# Dead Deer Walking



## Bax* (Dec 14, 2008)

This was an e-mail forward, so who knows how much is true....

Ever been walking through the woods at night and 
had the sensation that something was following.....

This picture is from Montana , where 
someone set out a motion sensor 
camera to see if any big bucks 
were passing in the area. 

It's a one in a million shot!


----------



## apollosmith (Jun 29, 2008)

Crazy pic. But it was actually taken by a police officer with a point and shoot camera from within his cruiser. The light is the car spotlight. That makes it even a bit wilder that both animals seem unfazed having him so close.


----------



## DallanC (Jan 13, 2009)

LOL

This picture is years old. Its 2 different pictures from a trailcamera photoshopped into a single image.

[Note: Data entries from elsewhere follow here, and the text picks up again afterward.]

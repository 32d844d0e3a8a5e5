//! Crate-level error types for `adunify-kernel`.
//!
//! Only construction problems and programming errors are errors here. A
//! request that cannot be served ("no ready adapter", "not initialized") is
//! never reported through [`MediationError`]; it surfaces as `false`, `None`
//! or a failed [`AdResponse`](crate::request::AdResponse) instead.

use thiserror::Error;

use crate::kind::AdKind;

/// Result type used throughout the mediation engine.
pub type MediationResult<T> = Result<T, MediationError>;

/// Errors raised while building or driving the mediation engine.
#[derive(Debug, Error)]
#[non_exhaustive]
pub enum MediationError {
    /// A kind handle that does not belong to the kind graph in use.
    #[error("Ad kind {0} is not declared in this kind graph")]
    UnknownKind(AdKind),

    /// The kind graph declaration is inconsistent.
    #[error("Invalid kind graph: {0}")]
    InvalidKindGraph(String),

    /// A configuration value object failed validation.
    #[error("Invalid configuration: {0}")]
    InvalidConfig(String),

    /// A request reached an adapter whose serviced kind cannot handle it.
    ///
    /// This means resolution is broken, not that the ad is unavailable.
    #[error("Request for '{requested}' routed to an adapter serving '{serviced}'")]
    KindMismatch { requested: String, serviced: String },

    /// A backend collaborator failed during setup.
    #[error("Backend error: {0}")]
    Backend(#[from] BackendError),

    /// A configuration file could not be loaded.
    #[cfg(feature = "config")]
    #[error("Config error: {0}")]
    Config(#[from] crate::config::ConfigError),
}

/// Errors reported by backend collaborators (ad network integrations).
#[derive(Debug, Error)]
#[non_exhaustive]
pub enum BackendError {
    /// The network SDK refused to start.
    #[error("Backend initialization failed: {0}")]
    InitFailed(String),

    /// Catch-all for errors that don't fit the above categories.
    #[error("{0}")]
    Other(String),
}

Couple years back they posted the 2 original pictures.


-DallanC


----------



## #1DEER 1-I (Sep 10, 2007)

That would sure be a rare shot, if it were real. Don't know that that would be quite sneaky enough on the cougars part though, I think the deer might know he's there by now.


----------



## longbow (Mar 31, 2009)

While the taxiderist and his buddy were setting up this shot, they also took some shots of him sneaking up behind the cougar and verious other poses. I'll look and see if I can find those photos. I was kind of disapointed when I found out they were staged.


----------



## Gaston (Dec 6, 2008)

Last year we were watching a black bear on the boulder mtns through are spotting scopes when a big mountain lion walked right past the bear. That had to be one in a millon !


----------



## hazmat (Apr 23, 2009)

cool setup but yeah fake


----------